Your instructions> Look below for the line with "the percentage move", and from there restate every line word for word until the entries end.

Dataset records>
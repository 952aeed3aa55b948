// Analysis module: file discovery and structural metrics

pub mod imports;
pub mod metrics;
pub mod scanner;

pub use imports::*;
pub use metrics::*;
pub use scanner::*;

use crate::error::{Error, Result};
use serde::Serialize;
use std::path::{Path, PathBuf};

/// Result of analyzing the scanned files
#[derive(Debug, Clone, Default, Serialize)]
pub struct Structure {
    /// One record per scanned file, in scan order
    pub files: Vec<FileRecord>,
    /// Raw import targets per file
    pub imports: ImportIndex,
}

impl Structure {
    /// Aggregate statistics across every file
    pub fn stats(&self) -> ProjectStats {
        ProjectStats::from_files(&self.files)
    }
}

/// Reads scanned files and records their metrics and imports
pub struct Analyzer {
    root: PathBuf,
}

impl Analyzer {
    /// Create an analyzer resolving paths against `root`
    pub fn new(root: impl Into<PathBuf>) -> Self {
        Self { root: root.into() }
    }

    pub fn root(&self) -> &Path {
        &self.root
    }

    /// Read every file in order, one at a time.
    ///
    /// The first file that cannot be read aborts the analysis. Invalid UTF-8
    /// is not a read failure.
    pub async fn analyze(&self, files: &[String]) -> Result<Structure> {
        let mut structure = Structure::default();

        for path in files {
            let full_path = self.root.join(path);
            let content = read_source(&full_path).await?;

            let record = FileRecord::from_content(path.as_str(), &content);
            tracing::debug!(path = %path, size = record.size, lines = record.lines, "analyzed file");

            structure.imports.insert(path.as_str(), extract_imports(&content));
            structure.files.push(record);
        }

        Ok(structure)
    }
}

/// Read a source file as text, replacing invalid UTF-8 sequences with U+FFFD.
///
/// Only I/O failures are errors.
pub async fn read_source(path: &Path) -> Result<String> {
    let bytes = tokio::fs::read(path)
        .await
        .map_err(|e| Error::read(path, e))?;

    match String::from_utf8(bytes) {
        Ok(content) => Ok(content),
        Err(e) => {
            tracing::debug!(path = %path.display(), "decoding non-UTF-8 file lossily");
            Ok(String::from_utf8_lossy(e.as_bytes()).into_owned())
        }
    }
}
// Multi-slot windowing: synchronized parallel accumulators

use serde::{Deserialize, Serialize};
use tracing::debug;

use riptide_core::error::{Result, RiptideError};

use crate::stats::{OnlineStats, StatsSnapshot};

/// Snapshot of one slot at cycle close.
#[derive(Debug, Clone, Serialize, Deserialize)]
pub struct SlotStats {
    pub stats: StatsSnapshot,
    /// Push invocations routed to this slot during the cycle (a single push
    /// may carry several values).
    pub pushes: u64,
}

/// Immutable snapshot of all slots for one completed window cycle.
#[derive(Debug, Clone, Serialize, Deserialize)]
pub struct Bucket {
    pub slots: Vec<SlotStats>,
}

impl Bucket {
    /// Total values accumulated across all slots in this cycle.
    pub fn observations(&self) -> u64 {
        self.slots.iter().map(|s| s.stats.count).sum()
    }
}

/// Synchronizes N parallel `OnlineStats` slots (e.g. bid-side vs. ask-side
/// flow). A cycle closes once every slot has been pushed at least once since
/// the last close; the closed cycle is handed out as an immutable `Bucket`
/// and all slots reset.
#[derive(Debug)]
pub struct MultiSlotWindow {
    slots: Vec<OnlineStats>,
    filled: Vec<bool>,
    pushes: Vec<u64>,
}

impl MultiSlotWindow {
    pub fn new(slots: usize) -> Result<Self> {
        if slots == 0 {
            return Err(RiptideError::EngineError(
                "window needs at least one slot".to_string(),
            ));
        }
        Ok(Self {
            slots: vec![OnlineStats::new(); slots],
            filled: vec![false; slots],
            pushes: vec![0; slots],
        })
    }

    pub fn slot_count(&self) -> usize {
        self.slots.len()
    }

    /// Route `values` into a slot without checking for cycle completion.
    /// Repeated pushes to the same slot accumulate; they never close early.
    pub fn accumulate(&mut self, slot: usize, values: &[f64]) {
        for &v in values {
            self.slots[slot].push(v);
        }
        self.filled[slot] = true;
        self.pushes[slot] += 1;
    }

    /// Route `values` into a slot; returns the closed `Bucket` when this push
    /// completes the cycle. With a single slot every push closes a cycle.
    pub fn push(&mut self, slot: usize, values: &[f64]) -> Option<Bucket> {
        self.accumulate(slot, values);
        if self.filled.iter().all(|f| *f) {
            Some(self.close_cycle())
        } else {
            None
        }
    }

    /// Snapshot all slots into a `Bucket` and reset for the next cycle.
    /// Driven internally by `push`, and externally by time-based callers
    /// that close on a clock boundary instead of slot coverage.
    pub fn close_cycle(&mut self) -> Bucket {
        let bucket = Bucket {
            slots: self
                .slots
                .iter()
                .zip(&self.pushes)
                .map(|(stats, &pushes)| SlotStats {
                    stats: stats.snapshot(),
                    pushes,
                })
                .collect(),
        };
        for slot in &mut self.slots {
            slot.reset();
        }
        self.filled.fill(false);
        self.pushes.fill(0);
        debug!(
            slots = bucket.slots.len(),
            observations = bucket.observations(),
            "window cycle closed"
        );
        bucket
    }
}

#[cfg(test)]
mod tests {
    use super::*;

    #[test]
    fn test_zero_slots_rejected() {
        assert!(MultiSlotWindow::new(0).is_err());
    }

    #[test]
    fn test_single_slot_closes_every_push() {
        let mut window = MultiSlotWindow::new(1).unwrap();
        for i in 0..5 {
            let bucket = window.push(0, &[i as f64]).expect("single slot closes");
            assert_eq!(bucket.slots[0].stats.count, 1);
        }
    }

    #[test]
    fn test_cycle_closes_only_when_all_slots_filled() {
        let mut window = MultiSlotWindow::new(2).unwrap();
        assert!(window.push(0, &[1.0]).is_none());
        // same slot again: accumulates, still no close
        assert!(window.push(0, &[2.0]).is_none());
        let bucket = window.push(1, &[10.0]).expect("both slots filled");
        assert_eq!(bucket.slots[0].stats.count, 2);
        assert_eq!(bucket.slots[0].pushes, 2);
        assert_eq!(bucket.slots[1].stats.count, 1);
        assert!((bucket.slots[0].stats.mean - 1.5).abs() < 1e-10);
    }

    #[test]
    fn test_slots_reset_after_close() {
        let mut window = MultiSlotWindow::new(2).unwrap();
        window.push(0, &[1.0]);
        window.push(1, &[2.0]).expect("first cycle");
        // next cycle starts empty
        assert!(window.push(0, &[3.0]).is_none());
        let bucket = window.push(1, &[4.0]).expect("second cycle");
        assert_eq!(bucket.slots[0].stats.count, 1);
        assert!((bucket.slots[0].stats.mean - 3.0).abs() < 1e-10);
    }

    #[test]
    fn test_multi_value_push() {
        let mut window = MultiSlotWindow::new(1).unwrap();
        let bucket = window.push(0, &[1.0, 2.0, 3.0]).unwrap();
        assert_eq!(bucket.slots[0].stats.count, 3);
        assert_eq!(bucket.slots[0].pushes, 1);
        assert_eq!(bucket.observations(), 3);
    }
}
use std::fmt;

use chrono::NaiveDateTime;
use serde::{Deserialize, Serialize};

/// Aggressor side of a trade, as reported by the exchange feed.
#[derive(Debug, Clone, Copy, PartialEq, Eq, Serialize, Deserialize)]
pub enum Side {
    Buy,
    Sell,
}

impl fmt::Display for Side {
    fn fmt(&self, f: &mut fmt::Formatter<'_>) -> fmt::Result {
        match self {
            Side::Buy => write!(f, "buy"),
            Side::Sell => write!(f, "sell"),
        }
    }
}

impl Side {
    /// Parse a feed-style side token ("buy"/"b"/"sell"/"s", any case).
    pub fn parse(token: &str) -> Option<Self> {
        match token.to_ascii_lowercase().as_str() {
            "buy" | "b" => Some(Side::Buy),
            "sell" | "s" => Some(Side::Sell),
            _ => None,
        }
    }
}

/// Direction of a trade decision. `Flat` means no signal.
#[derive(Debug, Clone, Copy, PartialEq, Eq, Serialize, Deserialize)]
pub enum Direction {
    Buy,
    Sell,
    Flat,
}

impl Direction {
    /// Direction from the sign of a rating.
    pub fn from_rating(rating: f64) -> Self {
        if rating > 0.0 {
            Direction::Buy
        } else if rating < 0.0 {
            Direction::Sell
        } else {
            Direction::Flat
        }
    }

    pub fn invert(self) -> Self {
        match self {
            Direction::Buy => Direction::Sell,
            Direction::Sell => Direction::Buy,
            Direction::Flat => Direction::Flat,
        }
    }
}

impl fmt::Display for Direction {
    fn fmt(&self, f: &mut fmt::Formatter<'_>) -> fmt::Result {
        match self {
            Direction::Buy => write!(f, "buy"),
            Direction::Sell => write!(f, "sell"),
            Direction::Flat => write!(f, "flat"),
        }
    }
}

/// One trade from the exchange feed, already ordered by time for a pair.
#[derive(Debug, Clone, Serialize, Deserialize)]
pub struct TradeEvent {
    pub symbol: String,
    pub datetime: NaiveDateTime,
    pub price: f64,
    pub volume: f64,
    pub side: Side,
}

/// Most likely next symbol for one trailing context, with its supporting
/// sample statistics. Recomputed from the frequency table on every query.
#[derive(Debug, Clone, Serialize, Deserialize)]
pub struct Prediction {
    pub context_length: usize,
    pub symbol: String,
    pub probability: f64,
    /// Distinct next-symbols ever observed after this context.
    pub options: usize,
    /// Total observations recorded for this context.
    pub samples: u64,
}

/// Output of one scorer evaluation that crossed both thresholds.
#[derive(Debug, Clone, Serialize, Deserialize)]
pub struct Decision {
    pub symbol: String,
    pub datetime: NaiveDateTime,
    pub direction: Direction,
    /// Signed, recency-weighted magnitude of the predicted move.
    pub rating: f64,
    /// `1 + confidence_factor * (accumulated - probability_threshold)`.
    pub confidence: f64,
    /// Context keys that contributed probability mass.
    pub sequences: Vec<String>,
}

impl Decision {
    pub fn is_buy(&self) -> bool {
        self.direction == Direction::Buy
    }

    pub fn is_sell(&self) -> bool {
        self.direction == Direction::Sell
    }
}

#[cfg(test)]
mod tests {
    use super::*;

    #[test]
    fn test_side_parse() {
        assert_eq!(Side::parse("buy"), Some(Side::Buy));
        assert_eq!(Side::parse("S"), Some(Side::Sell));
        assert_eq!(Side::parse("hold"), None);
    }

    #[test]
    fn test_direction_from_rating() {
        assert_eq!(Direction::from_rating(0.7), Direction::Buy);
        assert_eq!(Direction::from_rating(-0.1), Direction::Sell);
        assert_eq!(Direction::from_rating(0.0), Direction::Flat);
        assert_eq!(Direction::from_rating(0.7).invert(), Direction::Sell);
    }
}
// Price-move discretization into the prediction alphabet

use riptide_core::error::{Result, RiptideError};

/// Maps consecutive prices to signed-integer symbols: the percentage move
/// versus the previous price, divided by `step_pct`, rounded, and clamped to
/// `[-clamp, clamp]`. The resulting strings ("-2", "0", "3", ...) are the
/// alphabet fed to `SequenceCounter` and parsed back by the scorer.
#[derive(Debug)]
pub struct Symbolizer {
    step_pct: f64,
    clamp: i64,
    prev: Option<f64>,
}

impl Symbolizer {
    pub fn new(step_pct: f64, clamp: i64) -> Result<Self> {
        if step_pct <= 0.0 {
            return Err(RiptideError::EngineError(
                "symbol step must be positive".to_string(),
            ));
        }
        if clamp < 1 {
            return Err(RiptideError::EngineError(
                "symbol clamp must be at least 1".to_string(),
            ));
        }
        Ok(Self {
            step_pct,
            clamp,
            prev: None,
        })
    }

    /// Returns the symbol for the move from the previous price, or `None`
    /// for the very first price (warm-up).
    pub fn update(&mut self, price: f64) -> Option<String> {
        let prev = self.prev.replace(price)?;
        if prev == 0.0 {
            return None;
        }
        let pct = (price - prev) / prev * 100.0;
        let steps = (pct / self.step_pct).round() as i64;
        Some(steps.clamp(-self.clamp, self.clamp).to_string())
    }
}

Written solution>
/// Maps consecutive prices to signed-integer symbols: the percentage move
/// versus the previous price, divided by `step_pct`, rounded, and clamped to
/// `[-clamp, clamp]`. The resulting strings ("-2", "0", "3", ...) are the
/// alphabet fed to `SequenceCounter` and parsed back by the scorer.
#[derive(Debug)]
pub struct Symbolizer {
    step_pct: f64,
    clamp: i64,
    prev: Option<f64>,
}

impl Symbolizer {
    pub fn new(step_pct: f64, clamp: i64) -> Result<Self> {
        if step_pct <= 0.0 {
            return Err(RiptideError::EngineError(
                "symbol step must be positive".to_string(),
            ));
        }
        if clamp < 1 {
            return Err(RiptideError::EngineError(
                "symbol clamp must be at least 1".to_string(),
            ));
        }
        Ok(Self {
            step_pct,
            clamp,
            prev: None,
        })
    }

    /// Returns the symbol for the move from the previous price, or `None`
    /// for the very first price (warm-up).
    pub fn update(&mut self, price: f64) -> Option<String> {
        let prev = self.prev.replace(price)?;
        if prev == 0.0 {
            return None;
        }
        let pct = (price - prev) / prev * 100.0;
        let steps = (pct / self.step_pct).round() as i64;
        Some(steps.clamp(-self.clamp, self.clamp).to_string())
    }
}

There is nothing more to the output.